### Exercise aim:
The answer must be every line of the records below that contains the word "active", copied out.

### Extracted material:

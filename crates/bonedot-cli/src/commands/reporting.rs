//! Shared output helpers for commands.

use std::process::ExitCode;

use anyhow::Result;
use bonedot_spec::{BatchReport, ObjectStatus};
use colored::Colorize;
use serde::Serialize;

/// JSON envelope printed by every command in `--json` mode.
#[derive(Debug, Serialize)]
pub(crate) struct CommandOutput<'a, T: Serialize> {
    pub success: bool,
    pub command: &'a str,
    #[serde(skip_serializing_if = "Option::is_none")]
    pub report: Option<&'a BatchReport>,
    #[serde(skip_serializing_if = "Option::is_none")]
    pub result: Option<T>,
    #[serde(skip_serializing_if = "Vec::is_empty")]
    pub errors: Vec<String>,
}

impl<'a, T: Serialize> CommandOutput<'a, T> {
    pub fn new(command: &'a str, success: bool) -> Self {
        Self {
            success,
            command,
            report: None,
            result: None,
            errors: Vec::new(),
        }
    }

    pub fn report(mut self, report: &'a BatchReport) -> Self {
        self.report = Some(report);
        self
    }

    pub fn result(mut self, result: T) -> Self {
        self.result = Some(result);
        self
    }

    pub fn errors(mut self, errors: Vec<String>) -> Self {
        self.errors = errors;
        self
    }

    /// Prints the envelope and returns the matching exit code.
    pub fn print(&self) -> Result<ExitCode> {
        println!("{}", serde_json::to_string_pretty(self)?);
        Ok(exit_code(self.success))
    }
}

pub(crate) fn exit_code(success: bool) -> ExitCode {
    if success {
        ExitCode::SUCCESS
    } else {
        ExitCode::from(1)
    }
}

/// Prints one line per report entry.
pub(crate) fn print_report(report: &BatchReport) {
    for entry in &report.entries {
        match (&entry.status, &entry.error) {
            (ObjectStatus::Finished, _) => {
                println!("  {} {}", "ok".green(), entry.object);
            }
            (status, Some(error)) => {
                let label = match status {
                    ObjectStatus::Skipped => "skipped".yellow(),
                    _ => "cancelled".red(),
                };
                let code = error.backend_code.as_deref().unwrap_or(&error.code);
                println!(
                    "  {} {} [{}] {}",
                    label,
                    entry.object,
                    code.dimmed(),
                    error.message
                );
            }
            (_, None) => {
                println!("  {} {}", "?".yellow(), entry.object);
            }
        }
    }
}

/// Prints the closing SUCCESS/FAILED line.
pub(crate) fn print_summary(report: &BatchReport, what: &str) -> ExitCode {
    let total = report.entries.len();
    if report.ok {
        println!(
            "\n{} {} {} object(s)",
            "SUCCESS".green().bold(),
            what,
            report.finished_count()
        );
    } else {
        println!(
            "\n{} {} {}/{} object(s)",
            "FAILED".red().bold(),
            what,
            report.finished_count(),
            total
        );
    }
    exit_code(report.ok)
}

...

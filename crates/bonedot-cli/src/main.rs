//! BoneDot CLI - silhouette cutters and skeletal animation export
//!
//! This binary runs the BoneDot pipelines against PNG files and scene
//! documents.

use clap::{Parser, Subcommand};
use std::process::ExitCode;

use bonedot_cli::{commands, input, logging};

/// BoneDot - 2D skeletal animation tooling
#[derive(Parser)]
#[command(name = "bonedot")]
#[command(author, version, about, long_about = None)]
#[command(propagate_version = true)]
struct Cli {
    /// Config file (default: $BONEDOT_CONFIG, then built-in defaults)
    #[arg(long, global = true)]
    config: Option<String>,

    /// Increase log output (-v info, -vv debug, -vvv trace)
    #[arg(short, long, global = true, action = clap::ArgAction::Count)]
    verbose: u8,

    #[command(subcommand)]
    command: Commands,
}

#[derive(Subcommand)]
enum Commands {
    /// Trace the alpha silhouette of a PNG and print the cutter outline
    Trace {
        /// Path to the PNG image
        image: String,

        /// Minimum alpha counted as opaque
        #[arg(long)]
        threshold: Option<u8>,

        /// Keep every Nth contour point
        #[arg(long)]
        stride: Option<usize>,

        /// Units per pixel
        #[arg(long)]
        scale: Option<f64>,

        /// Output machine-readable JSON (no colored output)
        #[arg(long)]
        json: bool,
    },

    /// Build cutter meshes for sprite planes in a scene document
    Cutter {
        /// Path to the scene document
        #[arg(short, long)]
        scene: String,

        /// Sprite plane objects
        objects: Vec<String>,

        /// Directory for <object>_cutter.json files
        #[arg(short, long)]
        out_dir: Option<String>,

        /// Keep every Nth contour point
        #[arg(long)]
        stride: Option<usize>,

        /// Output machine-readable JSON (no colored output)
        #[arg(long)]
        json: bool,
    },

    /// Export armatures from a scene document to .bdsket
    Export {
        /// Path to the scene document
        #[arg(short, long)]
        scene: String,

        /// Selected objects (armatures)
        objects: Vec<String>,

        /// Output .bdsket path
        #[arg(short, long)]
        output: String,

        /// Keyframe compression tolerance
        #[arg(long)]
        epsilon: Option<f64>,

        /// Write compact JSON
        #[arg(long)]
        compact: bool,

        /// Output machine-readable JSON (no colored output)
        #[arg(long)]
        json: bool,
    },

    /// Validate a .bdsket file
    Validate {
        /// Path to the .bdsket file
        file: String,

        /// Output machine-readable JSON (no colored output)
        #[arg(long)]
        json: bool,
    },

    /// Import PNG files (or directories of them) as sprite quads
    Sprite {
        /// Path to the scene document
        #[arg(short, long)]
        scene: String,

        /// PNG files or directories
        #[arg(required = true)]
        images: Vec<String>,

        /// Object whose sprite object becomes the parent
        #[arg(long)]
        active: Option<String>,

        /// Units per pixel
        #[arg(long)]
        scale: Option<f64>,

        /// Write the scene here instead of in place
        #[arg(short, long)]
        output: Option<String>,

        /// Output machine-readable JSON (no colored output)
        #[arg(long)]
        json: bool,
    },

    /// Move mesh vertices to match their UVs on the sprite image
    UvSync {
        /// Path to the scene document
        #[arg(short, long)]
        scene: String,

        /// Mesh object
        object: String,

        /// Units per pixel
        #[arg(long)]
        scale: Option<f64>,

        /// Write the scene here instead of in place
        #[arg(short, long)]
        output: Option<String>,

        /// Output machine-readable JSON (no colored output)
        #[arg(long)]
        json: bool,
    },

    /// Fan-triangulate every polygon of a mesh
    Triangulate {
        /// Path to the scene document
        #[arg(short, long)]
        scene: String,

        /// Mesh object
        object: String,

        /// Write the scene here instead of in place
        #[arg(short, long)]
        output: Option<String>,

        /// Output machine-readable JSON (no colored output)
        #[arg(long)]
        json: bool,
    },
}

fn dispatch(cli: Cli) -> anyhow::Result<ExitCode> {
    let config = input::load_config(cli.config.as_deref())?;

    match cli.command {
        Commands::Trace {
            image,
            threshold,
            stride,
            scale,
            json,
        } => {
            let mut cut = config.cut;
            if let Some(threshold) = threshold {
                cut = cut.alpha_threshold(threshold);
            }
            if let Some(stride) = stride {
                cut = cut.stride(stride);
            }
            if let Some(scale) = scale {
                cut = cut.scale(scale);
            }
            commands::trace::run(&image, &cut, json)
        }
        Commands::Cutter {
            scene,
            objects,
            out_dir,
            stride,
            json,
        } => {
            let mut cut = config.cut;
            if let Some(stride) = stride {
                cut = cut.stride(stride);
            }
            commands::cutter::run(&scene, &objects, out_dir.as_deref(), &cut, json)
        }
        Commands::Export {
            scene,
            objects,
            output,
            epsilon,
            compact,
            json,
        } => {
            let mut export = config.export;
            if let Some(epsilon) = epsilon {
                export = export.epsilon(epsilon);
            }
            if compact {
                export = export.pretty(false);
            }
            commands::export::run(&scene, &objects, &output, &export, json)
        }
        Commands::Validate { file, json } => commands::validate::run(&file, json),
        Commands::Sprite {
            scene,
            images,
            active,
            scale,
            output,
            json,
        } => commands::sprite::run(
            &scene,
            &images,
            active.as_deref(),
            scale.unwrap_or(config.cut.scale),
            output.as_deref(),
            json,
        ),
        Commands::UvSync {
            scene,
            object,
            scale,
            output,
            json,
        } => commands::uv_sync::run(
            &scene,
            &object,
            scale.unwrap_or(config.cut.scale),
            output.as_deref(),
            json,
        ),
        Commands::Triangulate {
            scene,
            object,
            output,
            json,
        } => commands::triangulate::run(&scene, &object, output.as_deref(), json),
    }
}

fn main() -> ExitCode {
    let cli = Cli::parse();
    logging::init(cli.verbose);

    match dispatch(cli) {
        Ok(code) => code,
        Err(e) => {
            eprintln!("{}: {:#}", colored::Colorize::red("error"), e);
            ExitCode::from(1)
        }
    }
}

### Completed task:
        active: Option<String>,
            active,
            active.as_deref(),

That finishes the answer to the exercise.